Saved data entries
--- START ---

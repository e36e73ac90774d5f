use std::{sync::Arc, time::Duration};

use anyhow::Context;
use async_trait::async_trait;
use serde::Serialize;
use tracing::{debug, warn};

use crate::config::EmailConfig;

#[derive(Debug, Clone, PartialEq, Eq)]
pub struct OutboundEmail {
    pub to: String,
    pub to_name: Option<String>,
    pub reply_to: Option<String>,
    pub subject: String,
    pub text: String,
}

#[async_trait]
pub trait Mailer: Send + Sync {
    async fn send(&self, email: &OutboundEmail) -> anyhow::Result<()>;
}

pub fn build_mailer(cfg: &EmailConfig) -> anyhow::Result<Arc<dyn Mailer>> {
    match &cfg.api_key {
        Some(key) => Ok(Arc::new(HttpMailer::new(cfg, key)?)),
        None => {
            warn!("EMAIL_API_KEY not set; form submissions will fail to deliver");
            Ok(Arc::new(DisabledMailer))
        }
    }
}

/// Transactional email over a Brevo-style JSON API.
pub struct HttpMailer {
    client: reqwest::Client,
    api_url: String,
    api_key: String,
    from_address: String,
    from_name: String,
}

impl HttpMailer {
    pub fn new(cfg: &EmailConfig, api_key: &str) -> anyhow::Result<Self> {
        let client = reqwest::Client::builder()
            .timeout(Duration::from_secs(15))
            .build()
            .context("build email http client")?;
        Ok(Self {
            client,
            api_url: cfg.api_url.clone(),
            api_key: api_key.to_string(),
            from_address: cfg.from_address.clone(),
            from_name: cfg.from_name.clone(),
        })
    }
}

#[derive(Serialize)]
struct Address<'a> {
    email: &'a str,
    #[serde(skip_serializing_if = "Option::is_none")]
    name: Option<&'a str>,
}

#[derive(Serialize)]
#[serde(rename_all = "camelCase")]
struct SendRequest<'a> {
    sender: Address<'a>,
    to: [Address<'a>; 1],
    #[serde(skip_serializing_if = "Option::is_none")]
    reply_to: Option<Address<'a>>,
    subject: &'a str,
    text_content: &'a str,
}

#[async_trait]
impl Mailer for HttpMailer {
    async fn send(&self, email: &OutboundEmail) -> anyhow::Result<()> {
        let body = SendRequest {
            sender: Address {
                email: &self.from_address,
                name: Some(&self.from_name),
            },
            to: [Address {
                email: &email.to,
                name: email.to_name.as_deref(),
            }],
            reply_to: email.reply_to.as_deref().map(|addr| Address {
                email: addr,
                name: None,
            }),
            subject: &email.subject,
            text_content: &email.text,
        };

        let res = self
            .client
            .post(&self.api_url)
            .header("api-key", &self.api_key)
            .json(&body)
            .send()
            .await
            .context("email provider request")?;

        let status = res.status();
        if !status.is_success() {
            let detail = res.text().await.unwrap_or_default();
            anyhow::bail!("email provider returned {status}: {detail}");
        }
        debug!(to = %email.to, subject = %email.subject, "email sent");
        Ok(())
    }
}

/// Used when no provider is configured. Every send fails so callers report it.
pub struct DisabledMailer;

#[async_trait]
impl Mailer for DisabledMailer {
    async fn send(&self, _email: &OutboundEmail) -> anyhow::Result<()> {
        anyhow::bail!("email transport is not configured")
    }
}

--- END ---

_Exercise details_
Would you repeat each of the lines above exactly?

_Exercise result_
repository e36e73ac90774d5f
use std::{sync::Arc, time::Duration};

use anyhow::Context;
use async_trait::async_trait;
use serde::Serialize;
use tracing::{debug, warn};

use crate::config::EmailConfig;

#[derive(Debug, Clone, PartialEq, Eq)]
pub struct OutboundEmail {
    pub to: String,
    pub to_name: Option<String>,
    pub reply_to: Option<String>,
    pub subject: String,
    pub text: String,
}

#[async_trait]
pub trait Mailer: Send + Sync {
    async fn send(&self, email: &OutboundEmail) -> anyhow::Result<()>;
}

pub fn build_mailer(cfg: &EmailConfig) -> anyhow::Result<Arc<dyn Mailer>> {
    match &cfg.api_key {
        Some(key) => Ok(Arc::new(HttpMailer::new(cfg, key)?)),
        None => {
            warn!("EMAIL_API_KEY not set; form submissions will fail to deliver");
            Ok(Arc::new(DisabledMailer))
        }
    }
}

/// Transactional email over a Brevo-style JSON API.
pub struct HttpMailer {
    client: reqwest::Client,
    api_url: String,
    api_key: String,
    from_address: String,
    from_name: String,
}

impl HttpMailer {
    pub fn new(cfg: &EmailConfig, api_key: &str) -> anyhow::Result<Self> {
        let client = reqwest::Client::builder()
            .timeout(Duration::from_secs(15))
            .build()
            .context("build email http client")?;
        Ok(Self {
            client,
            api_url: cfg.api_url.clone(),
            api_key: api_key.to_string(),
            from_address: cfg.from_address.clone(),
            from_name: cfg.from_name.clone(),
        })
    }
}

#[derive(Serialize)]
struct Address<'a> {
    email: &'a str,
    #[serde(skip_serializing_if = "Option::is_none")]
    name: Option<&'a str>,
}

#[derive(Serialize)]
#[serde(rename_all = "camelCase")]
struct SendRequest<'a> {
    sender: Address<'a>,
    to: [Address<'a>; 1],
    #[serde(skip_serializing_if = "Option::is_none")]
    reply_to: Option<Address<'a>>,
    subject: &'a str,
    text_content: &'a str,
}

#[async_trait]
impl Mailer for HttpMailer {
    async fn send(&self, email: &OutboundEmail) -> anyhow::Result<()> {
        let body = SendRequest {
            sender: Address {
                email: &self.from_address,
                name: Some(&self.from_name),
            },
            to: [Address {
                email: &email.to,
                name: email.to_name.as_deref(),
            }],
            reply_to: email.reply_to.as_deref().map(|addr| Address {
                email: addr,
                name: None,
            }),
            subject: &email.subject,
            text_content: &email.text,
        };

        let res = self
            .client
            .post(&self.api_url)
            .header("api-key", &self.api_key)
            .json(&body)
            .send()
            .await
            .context("email provider request")?;

        let status = res.status();
        if !status.is_success() {
            let detail = res.text().await.unwrap_or_default();
            anyhow::bail!("email provider returned {status}: {detail}");
        }
        debug!(to = %email.to, subject = %email.subject, "email sent");
        Ok(())
    }
}

/// Used when no provider is configured. Every send fails so callers report it.
pub struct DisabledMailer;

#[async_trait]
impl Mailer for DisabledMailer {
    async fn send(&self, _email: &OutboundEmail) -> anyhow::Result<()> {
        anyhow::bail!("email transport is not configured")
    }
}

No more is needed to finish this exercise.